Von Kármán was not only a genius at aerodynamics, but he was blessed with a natural curiosity and a wide-open mind.  In the 1930s, rocketry was the black sheep of aeronautics, a field that most engineers thought was a ridiculous waste of time.  Early experimenters like Robert Goddard were scorned and set out to pasture.  In 1936, von Kármán was willing to listen to one of his students, Frank Malina, who knew two young rocket enthusiasts, Jack Parsons and Ed Forman, who showed great promise in rocketeering, and von Kármán agreed to support them, not with money but with official backing and use of lab equipment and space, even though Parsons and Forman were not even students at Caltech.  Officially now the Rocket Research Group, they were soon testing (but not firing) rockets in Arroyo Seco, a wash northeast of Pasadena, and attracting other rocket enthusiasts to the enterprise.  This was the first university supported rocket program in the country.

When the War came, the U.S. government became interested in the work of the Rocket Research Group – not for weapons, or space exploration, but for take-off assist for aircraft.  Von Kármán through Malina secured a small grant in 1939 from the National Academy of Sciences to develop suitable jet-assisted takeoff rockets (JATO) – called jet-assist instead of rocket-assist because the word ‘rocket’ was not a word one used to fund-granting agencies.  Parsons and Forman worked hard to solve the problem of developing a solid fuel that would burn evenly and not explode – no easy task.  They succeeded just in time for the first test, on Aug 12, 1941, when a small plane took off with half the normal length of runway, boosted with 4 JATO rockets, hand-packed the night before by Parsons and Forman (third and fourth images).

The Army was impressed, and the orders for JATO rockets grew so fast that in 1942, the JATO production group was incorporated as Aerojet Corporation with von Kármán as president, Malina as treasurer, and Parsons and Forman as vice-presidents, each of them putting up $250 as initial capital.  The company soon grew into the world’s largest manufacturer of rockets.

At the same time, in 1943, von Kármán was briefed on what was known about the German V-2 rocket effort and asked for his advice; he suggested the formation of a government-funded, university-run lab to investigate the design and construction of mid- and long-range military rockets.  Later that same year, the Jet Propulsion Laboratory (JPL) was founded, an institution funded by the Army and managed by Caltech.  Von Kármán was the initial director, although he soon turned the directorship over to Frank Malina.  JPL immediately began to design and test rockets.

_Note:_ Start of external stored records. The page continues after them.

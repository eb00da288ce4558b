//! Application layer with use cases, form state and DTOs.

/// Data transfer objects.
pub mod dto;
/// Session context and form state machines.
pub mod services;
/// Use case implementations.
pub mod use_cases;

pub use dto::{LoginMethod, LoginRequest, LoginResponse};
pub use services::{SessionContext, SessionState};
pub use use_cases::{CheckTokenUseCase, ClinicalRecordsUseCase, CreateAccountUseCase, LoginUseCase};
//! CuraMetric REST API HTTP client.

use std::time::Duration;

use async_trait::async_trait;
use reqwest::{Client, RequestBuilder, Response, StatusCode, header};
use serde::Serialize;
use serde::de::DeserializeOwned;
use tracing::{debug, warn};

use super::dto::{
    CreateUserRequest, GoogleLoginResponse, ListResponse, TokenBody, TokenRequest, TokenResponse,
    error_message,
};
use crate::domain::entities::{
    AuthToken, Patient, PatientId, User, Wound, WoundCare, WoundCareId, WoundId,
};
use crate::domain::errors::ApiError;
use crate::domain::ports::{
    AuthPort, ClinicalDataPort, Credentials, NewAccount, NewPatient, NewWound, NewWoundCare,
    WoundCareFilter,
};

const USER_AGENT: &str = concat!("curametric/", env!("CARGO_PKG_VERSION"));
const DEFAULT_TIMEOUT: Duration = Duration::from_secs(30);

/// Stateless client for the CuraMetric backend.
///
/// Every call is a single request; nothing is retried.
#[derive(Clone)]
pub struct CurametricClient {
    client: Client,
    base_url: String,
}
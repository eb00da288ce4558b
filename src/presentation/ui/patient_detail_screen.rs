//! Patient demographics, conditions and wounds.

use chrono::NaiveDate;
use crossterm::event::{KeyCode, KeyEvent};
use ratatui::{
    buffer::Buffer,
    layout::{Constraint, Layout, Rect},
    style::{Color, Modifier, Style},
    text::{Line, Span},
    widgets::{Block, Borders, List, ListItem, ListState, Paragraph, StatefulWidget, Widget, Wrap},
};

use crate::application::use_cases::PatientRecord;
use crate::domain::entities::{PatientId, WoundId};

#[derive(Debug, Clone, Copy, PartialEq, Eq)]
pub enum PatientDetailAction {
    None,
    Back,
    Reload,
    AddWound,
    History(WoundId),
    NewCare(WoundId),
}

pub struct PatientDetailScreen {
    patient_id: PatientId,
    record: Option<PatientRecord>,
    wounds_state: ListState,
    today: NaiveDate,
    error: Option<String>,
}

impl PatientDetailScreen {
    #[must_use]
    pub fn new(patient_id: PatientId, today: NaiveDate) -> Self {
        Self {
            patient_id,
            record: None,
            wounds_state: ListState::default(),
            today,
            error: None,
        }
    }

    #[must_use]
    pub const fn patient_id(&self) -> PatientId {
        self.patient_id
    }

    #[must_use]
    pub fn patient_name(&self) -> Option<String> {
        self.record.as_ref().map(|record| record.patient.full_name())
    }

    /// "Patient · wound location" for the wizard title.
    #[must_use]
    pub fn wound_heading(&self, wound: WoundId) -> String {
        let Some(record) = &self.record else {
            return String::new();
        };
        let location = record
            .wounds
            .iter()
            .find(|w| w.id() == wound)
            .map_or("", |w| w.location());
        format!("{} · {location}", record.patient.full_name())
    }

    pub fn set_record(&mut self, record: PatientRecord) {
        let selected = (!record.wounds.is_empty()).then_some(0);
        self.wounds_state.select(selected);
        self.record = Some(record);
        self.error = None;
    }

    pub fn set_error(&mut self, message: impl Into<String>) {
        self.error = Some(message.into());
    }

    fn selected_wound(&self) -> Option<WoundId> {
        let record = self.record.as_ref()?;
        let index = self.wounds_state.selected()?;
        record.wounds.get(index).map(|wound| wound.id())
    }

    fn wound_count(&self) -> usize {
        self.record.as_ref().map_or(0, |record| record.wounds.len())
    }

    pub fn handle_key(&mut self, key: KeyEvent) -> PatientDetailAction {
        match key.code {
            KeyCode::Esc => PatientDetailAction::Back,
            KeyCode::Char('r') | KeyCode::F(5) => PatientDetailAction::Reload,
            KeyCode::Char('a') if self.record.is_some() => PatientDetailAction::AddWound,
            KeyCode::Up => {
                let current = self.wounds_state.selected().unwrap_or(0);
                if self.wound_count() > 0 {
                    self.wounds_state.select(Some(current.saturating_sub(1)));
                }
                PatientDetailAction::None
            }
            KeyCode::Down => {
                let count = self.wound_count();
                if count > 0 {
                    let current = self.wounds_state.selected().unwrap_or(0);
                    self.wounds_state.select(Some((current + 1).min(count - 1)));
                }
                PatientDetailAction::None
            }
            KeyCode::Enter => self
                .selected_wound()
                .map_or(PatientDetailAction::None, PatientDetailAction::History),
            KeyCode::Char('n') => self
                .selected_wound()
                .map_or(PatientDetailAction::None, PatientDetailAction::NewCare),
            _ => PatientDetailAction::None,
        }
    }

    fn demographics(&self, record: &PatientRecord) -> Vec<Line<'static>> {
        let patient = &record.patient;
        let label = Style::default().fg(Color::Gray);
        let age = patient
            .age_on(self.today)
            .map_or_else(|| "unknown".to_string(), |years| format!("{years} years"));
        let list_or_none = |items: &[String]| {
            if items.is_empty() {
                "None".to_string()
            } else {
                items.join(", ")
            }
        };

        vec![
            Line::from(Span::styled(
                patient.full_name(),
                Style::default().add_modifier(Modifier::BOLD),
            )),
            Line::from(vec![
                Span::styled("RUT: ", label),
                Span::raw(patient.rut().to_string()),
            ]),
            Line::from(vec![
                Span::styled("Birth date: ", label),
                Span::raw(format!("{} ({age})", patient.birth_date().format("%d/%m/%Y"))),
            ]),
            Line::from(vec![
                Span::styled("Chronic diseases: ", label),
                Span::raw(list_or_none(patient.chronic_diseases())),
            ]),
            Line::from(vec![
                Span::styled("Predispositions: ", label),
                Span::raw(list_or_none(patient.predispositions())),
            ]),
        ]
    }
}

impl Widget for &mut PatientDetailScreen {
    fn render(self, area: Rect, buf: &mut Buffer) {
        let [info_area, wounds_area, footer] = Layout::vertical([
            Constraint::Length(8),
            Constraint::Min(3),
            Constraint::Length(1),
        ])
        .areas(area);

        let info_block = Block::default().borders(Borders::ALL).title(" Patient ");
        let Some(record) = &self.record else {
            Paragraph::new("Loading patient...")
                .block(info_block)
                .render(info_area, buf);
            if let Some(error) = &self.error {
                Paragraph::new(Line::styled(
                    format!("{error} (r to retry)"),
                    Style::default().fg(Color::Red),
                ))
                .render(footer, buf);
            }
            return;
        };

        Paragraph::new(self.demographics(record))
            .block(info_block)
            .wrap(Wrap { trim: true })
            .render(info_area, buf);

        let items: Vec<ListItem> = record
            .wounds
            .iter()
            .map(|wound| {
                ListItem::new(Line::from(vec![
                    Span::styled(
                        format!("#{:<5}", wound.id().as_u64()),
                        Style::default().fg(Color::DarkGray),
                    ),
                    Span::styled(
                        format!("{:<28}", wound.location()),
                        Style::default().fg(Color::White),
                    ),
                    Span::styled(
                        format!("{:<20}", wound.origin().label()),
                        Style::default().fg(Color::Yellow),
                    ),
                    Span::raw(format!("since {}", wound.origin_date().format("%d/%m/%Y"))),
                ]))
            })
            .collect();
        let title = format!(" Wounds ({}) ", items.len());
        let empty = items.is_empty();

        let list = List::new(items)
            .block(Block::default().borders(Borders::ALL).title(title))
            .highlight_style(Style::default().add_modifier(Modifier::REVERSED))
            .highlight_symbol("› ");
        StatefulWidget::render(list, wounds_area, buf, &mut self.wounds_state);

        if empty {
            let inner = Rect {
                x: wounds_area.x + 2,
                y: wounds_area.y + 1,
                width: wounds_area.width.saturating_sub(4),
                height: 1,
            };
            Paragraph::new("No wounds recorded. Press a to add one.")
                .style(Style::default().fg(Color::DarkGray))
                .render(inner, buf);
        }

        let footer_line = match &self.error {
            Some(error) => Line::styled(
                format!("{error} (r to retry)"),
                Style::default().fg(Color::Red),
            ),
            None => Line::styled(
                "Enter: History | n: New care entry | a: Add wound | r: Reload | Esc: Back",
                Style::default().fg(Color::DarkGray),
            ),
        };
        Paragraph::new(footer_line).render(footer, buf);
    }
}
//! Authentication port definition.

use async_trait::async_trait;
use zeroize::Zeroizing;

use crate::domain::entities::{AuthToken, User};
use crate::domain::errors::ApiError;

/// Email and password pair for token issuance.
#[derive(Clone)]
pub struct Credentials {
    pub email: String,
    pub password: Zeroizing<String>,
}

impl Credentials {
    #[must_use]
    pub fn new(email: impl Into<String>, password: impl Into<String>) -> Self {
        Self {
            email: email.into().trim().to_string(),
            password: Zeroizing::new(password.into()),
        }
    }
}

impl std::fmt::Debug for Credentials {
    fn fmt(&self, f: &mut std::fmt::Formatter<'_>) -> std::fmt::Result {
        f.debug_struct("Credentials")
            .field("email", &self.email)
            .field("password", &"<redacted>")
            .finish()
    }
}

/// Account registration payload.
#[derive(Debug, Clone)]
pub struct NewAccount {
    pub first_name: String,
    pub last_name: String,
    pub credentials: Credentials,
}

/// Port for backend authentication operations.
#[async_trait]
pub trait AuthPort: Send + Sync {
    /// Exchanges credentials for an access token.
    async fn obtain_token(&self, credentials: &Credentials) -> Result<AuthToken, ApiError>;

    /// Exchanges a Google ID token for a backend access token.
    async fn exchange_google_token(&self, id_token: &str) -> Result<AuthToken, ApiError>;

    /// Checks the token is still accepted by the backend.
    async fn verify_token(&self, token: &AuthToken) -> Result<(), ApiError>;

    /// Returns the profile of the token's owner.
    async fn fetch_current_user(&self, token: &AuthToken) -> Result<User, ApiError>;

    /// Registers a new clinician account.
    async fn create_user(&self, account: &NewAccount) -> Result<(), ApiError>;
}

#[cfg(test)]
pub mod mock {
    use super::*;
    use std::sync::atomic::{AtomicBool, AtomicUsize, Ordering};
    use std::sync::{Arc, Mutex};

    pub const VALID_EMAIL: &str = "ana@clinic.cl";
    pub const VALID_PASSWORD: &str = "s3cret";

    /// Mock authentication port for testing.
    pub struct MockAuthPort {
        accept_token: Arc<AtomicBool>,
        reachable: Arc<AtomicBool>,
        verify_calls: Arc<AtomicUsize>,
        accounts: Mutex<Vec<(String, String)>>,
        user: User,
    }

    impl MockAuthPort {
        /// Creates new mock; `accept_token` drives `verify_token`.
        pub fn new(accept_token: bool) -> Self {
            Self {
                accept_token: Arc::new(AtomicBool::new(accept_token)),
                reachable: Arc::new(AtomicBool::new(true)),
                verify_calls: Arc::new(AtomicUsize::new(0)),
                accounts: Mutex::new(vec![(VALID_EMAIL.to_string(), VALID_PASSWORD.to_string())]),
                user: User::new(7_u64, "Ana", "Rojas", VALID_EMAIL),
            }
        }

        /// Makes every call fail as if the server were down.
        pub fn set_reachable(&self, value: bool) {
            self.reachable.store(value, Ordering::SeqCst);
        }

        pub fn verify_calls(&self) -> usize {
            self.verify_calls.load(Ordering::SeqCst)
        }

        pub fn token() -> AuthToken {
            AuthToken::new_unchecked("header.payload.signature")
        }

        fn check_reachable(&self) -> Result<(), ApiError> {
            if self.reachable.load(Ordering::SeqCst) {
                Ok(())
            } else {
                Err(ApiError::network("mock server down"))
            }
        }
    }

    #[async_trait]
    impl AuthPort for MockAuthPort {
        async fn obtain_token(&self, credentials: &Credentials) -> Result<AuthToken, ApiError> {
            self.check_reachable()?;
            let accounts = self.accounts.lock().unwrap();
            let known = accounts
                .iter()
                .any(|(email, password)| *email == credentials.email && password == credentials.password.as_str());
            if known {
                Ok(Self::token())
            } else {
                Err(ApiError::unauthorized("invalid credentials"))
            }
        }

        async fn exchange_google_token(&self, id_token: &str) -> Result<AuthToken, ApiError> {
            self.check_reachable()?;
            if id_token.is_empty() {
                Err(ApiError::unauthorized("invalid Google token"))
            } else {
                Ok(Self::token())
            }
        }

        async fn verify_token(&self, _token: &AuthToken) -> Result<(), ApiError> {
            self.verify_calls.fetch_add(1, Ordering::SeqCst);
            self.check_reachable()?;
            if self.accept_token.load(Ordering::SeqCst) {
                Ok(())
            } else {
                Err(ApiError::unauthorized("token not valid"))
            }
        }

        async fn fetch_current_user(&self, _token: &AuthToken) -> Result<User, ApiError> {
            self.check_reachable()?;
            Ok(self.user.clone())
        }

        async fn create_user(&self, account: &NewAccount) -> Result<(), ApiError> {
            self.check_reachable()?;
            let mut accounts = self.accounts.lock().unwrap();
            if accounts.iter().any(|(email, _)| *email == account.credentials.email) {
                return Err(ApiError::server(400, "A user with that username already exists."));
            }
            accounts.push((
                account.credentials.email.clone(),
                account.credentials.password.to_string(),
            ));
            Ok(())
        }
    }
}
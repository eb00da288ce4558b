//! Reusable widgets.

mod checklist;
mod field_row;
mod input;
mod status_bar;

pub use checklist::{Checklist, ChecklistState};
pub use field_row::{EditHint, FieldRow};
pub use input::TextInput;
pub use status_bar::{Notice, StatusBar, StatusLevel};
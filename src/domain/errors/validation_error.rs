//! Client-side validation errors.

use std::collections::BTreeMap;
use std::fmt;

use thiserror::Error;

/// Message for a missing mandatory field.
pub const REQUIRED: &str = "Required field.";
/// Message for a field that must hold a number.
pub const NOT_NUMERIC: &str = "Must be numeric.";

/// Per-field validation failures collected before submission.
///
/// Field errors are shown inline next to their input. A form-level message
/// covers rules that span several fields.
#[derive(Debug, Clone, Default, PartialEq, Eq, Error)]
pub struct ValidationErrors {
    fields: BTreeMap<&'static str, String>,
    form: Option<String>,
}

impl ValidationErrors {
    /// Creates an empty error set.
    #[must_use]
    pub fn new() -> Self {
        Self::default()
    }

    /// Creates an error set with a single field error.
    #[must_use]
    pub fn single(field: &'static str, message: impl Into<String>) -> Self {
        let mut errors = Self::new();
        errors.insert(field, message);
        errors
    }

    /// Records an error for a field, replacing any previous one.
    pub fn insert(&mut self, field: &'static str, message: impl Into<String>) {
        self.fields.insert(field, message.into());
    }

    /// Clears the error of a single field.
    pub fn clear_field(&mut self, field: &str) {
        self.fields.remove(field);
    }

    /// Sets the form-level message.
    pub fn set_form(&mut self, message: impl Into<String>) {
        self.form = Some(message.into());
    }

    /// Clears the form-level message.
    pub fn clear_form(&mut self) {
        self.form = None;
    }

    /// Clears everything.
    pub fn clear(&mut self) {
        self.fields.clear();
        self.form = None;
    }

    /// Returns the error for a field.
    #[must_use]
    pub fn get(&self, field: &str) -> Option<&str> {
        self.fields.get(field).map(String::as_str)
    }

    /// Returns the form-level message.
    #[must_use]
    pub fn form(&self) -> Option<&str> {
        self.form.as_deref()
    }

    /// Returns whether a field has an error.
    #[must_use]
    pub fn has(&self, field: &str) -> bool {
        self.fields.contains_key(field)
    }

    /// Returns whether no error is recorded.
    #[must_use]
    pub fn is_empty(&self) -> bool {
        self.fields.is_empty() && self.form.is_none()
    }

    /// Iterates over field errors in field-name order.
    pub fn fields(&self) -> impl Iterator<Item = (&'static str, &str)> {
        self.fields.iter().map(|(k, v)| (*k, v.as_str()))
    }

    /// Converts into a `Result`, failing when any error is recorded.
    ///
    /// # Errors
    /// Returns `self` when it is not empty.
    pub fn into_result(self) -> Result<(), Self> {
        if self.is_empty() { Ok(()) } else { Err(self) }
    }
}

impl fmt::Display for ValidationErrors {
    fn fmt(&self, f: &mut fmt::Formatter<'_>) -> fmt::Result {
        if let Some(form) = &self.form {
            return write!(f, "{form}");
        }
        match self.fields.iter().next() {
            Some((field, message)) if self.fields.len() == 1 => write!(f, "{field}: {message}"),
            Some(_) => write!(f, "{} fields are invalid", self.fields.len()),
            None => write!(f, "no validation errors"),
        }
    }
}

#[cfg(test)]
mod tests {
    use super::*;

    #[test]
    fn test_empty_is_ok() {
        assert!(ValidationErrors::new().into_result().is_ok());
    }

    #[test]
    fn test_field_error_round_trip() {
        let mut errors = ValidationErrors::single("width", REQUIRED);
        assert_eq!(errors.get("width"), Some(REQUIRED));
        assert_eq!(errors.to_string(), "width: Required field.");

        errors.clear_field("width");
        assert!(errors.is_empty());
    }

    #[test]
    fn test_form_message_takes_precedence_in_display() {
        let mut errors = ValidationErrors::single("slough", NOT_NUMERIC);
        errors.set_form("Tissue percentages cannot exceed 100%.");
        assert_eq!(errors.to_string(), "Tissue percentages cannot exceed 100%.");
        assert!(errors.into_result().is_err());
    }
}
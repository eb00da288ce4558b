//! Backend API error types.

use thiserror::Error;

/// Failure taxonomy for calls to the CuraMetric backend.
#[derive(Debug, Error)]
#[allow(missing_docs)]
pub enum ApiError {
    #[error("could not reach the server: {message}")]
    Network { message: String },

    #[error("authentication rejected: {message}")]
    Unauthorized { message: String },

    #[error("permission denied: {message}")]
    Forbidden { message: String },

    #[error("resource not found: {message}")]
    NotFound { message: String },

    #[error("server error ({status}): {message}")]
    Server { status: u16, message: String },

    #[error("malformed server response: {message}")]
    MalformedResponse { message: String },

    #[error("no active session")]
    NoSession,

    #[error("unexpected client error: {message}")]
    Unexpected { message: String },
}

impl ApiError {
    /// Creates network error.
    #[must_use]
    pub fn network(message: impl Into<String>) -> Self {
        Self::Network {
            message: message.into(),
        }
    }

    /// Creates unauthorized error.
    #[must_use]
    pub fn unauthorized(message: impl Into<String>) -> Self {
        Self::Unauthorized {
            message: message.into(),
        }
    }

    /// Creates forbidden error.
    #[must_use]
    pub fn forbidden(message: impl Into<String>) -> Self {
        Self::Forbidden {
            message: message.into(),
        }
    }

    /// Creates server error.
    #[must_use]
    pub fn server(status: u16, message: impl Into<String>) -> Self {
        Self::Server {
            status,
            message: message.into(),
        }
    }

    /// Creates malformed response error.
    #[must_use]
    pub fn malformed(message: impl Into<String>) -> Self {
        Self::MalformedResponse {
            message: message.into(),
        }
    }

    /// Creates unexpected error.
    #[must_use]
    pub fn unexpected(message: impl Into<String>) -> Self {
        Self::Unexpected {
            message: message.into(),
        }
    }

    /// Returns whether the UI should offer a retry.
    #[must_use]
    pub const fn is_recoverable(&self) -> bool {
        matches!(
            self,
            Self::Network { .. }
                | Self::Server { .. }
                | Self::MalformedResponse { .. }
                | Self::NotFound { .. }
        )
    }

    /// Returns whether the error must end the session.
    #[must_use]
    pub const fn requires_logout(&self) -> bool {
        matches!(self, Self::Unauthorized { .. } | Self::NoSession)
    }

    /// Returns whether error is network related.
    #[must_use]
    pub const fn is_network_error(&self) -> bool {
        matches!(self, Self::Network { .. })
    }

    /// Returns the message shown to the clinician.
    #[must_use]
    pub fn user_message(&self) -> String {
        match self {
            Self::Network { .. } => "Could not connect to the server. Please try again.".to_string(),
            Self::Unauthorized { .. } | Self::NoSession => {
                "Your session is no longer valid. Please log in again.".to_string()
            }
            Self::Forbidden { .. } => {
                "You do not have permission for this action. Check your account or contact the administrator."
                    .to_string()
            }
            Self::NotFound { .. } => "The requested record was not found.".to_string(),
            Self::Server { .. } | Self::MalformedResponse { .. } | Self::Unexpected { .. } => {
                "Server error. Please try again later.".to_string()
            }
        }
    }
}

#[cfg(test)]
mod tests {
    use super::*;

    #[test]
    fn test_unauthorized_forces_logout() {
        let error = ApiError::unauthorized("expired");
        assert!(error.requires_logout());
        assert!(!error.is_recoverable());
    }

    #[test]
    fn test_network_and_server_are_retryable() {
        assert!(ApiError::network("refused").is_recoverable());
        assert!(ApiError::server(502, "bad gateway").is_recoverable());
        assert!(!ApiError::forbidden("nope").is_recoverable());
        assert!(!ApiError::forbidden("nope").requires_logout());
    }

    #[test]
    fn test_user_message_does_not_leak_details() {
        let error = ApiError::server(500, "Traceback: KeyError 'rut'");
        assert!(!error.user_message().contains("Traceback"));
    }
}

The first rocket they built was called the Private (1944), and they followed that up with the WAC Corporal (1945), and then the Sergeant (1955). These were the ancestors of the ICBMs of the late 1950s and the spacecraft-launching rockets of the 1960s and the 1970s.   A Sergeant and a Corporal were until recently on display at JPL (fifth image). It is said that von Kármán was once visited by a general who was intrigued by the JPL practice of naming their rockets after military ranks, and he asked von Kármán how high up in rank they would go. Von Kármán supposedly replied, “Certainly no higher than Colonel. That is the highest rank that works.”

IN 1944, von Kármán was invited to advise the government on aeronautical matters, which is why he resigned his positions at both Aerojet and JPL (although continuing on as head of the Guggenheim Lab). He would consult much of the rest of his life – in fact, John von Neuman claimed that von Kármán invented the position of consultant.  In 1963, von Kármán was awarded the first National Medal of Science by President Kennedy (sixth image, above).  He died shortly thereafter, on a trip to Germany, nearly 82 years old.  He was buried in Hollywood Memorial Park. A postage stamp was issued in his honor in 1992 (seventh image, below).

We have 22 books by and about von Kármán in the Library’s collections.

Originally posted May 11, 2016; revised May 11, 2021.

Dr. William B. Ashworth, Jr., Consultant for the History of Science, Linda Hall Library and Associate Professor emeritus, Department of History, University of Missouri-Kansas City. Comments or corrections are welcome; please direct to ashworthw@umkc.edu.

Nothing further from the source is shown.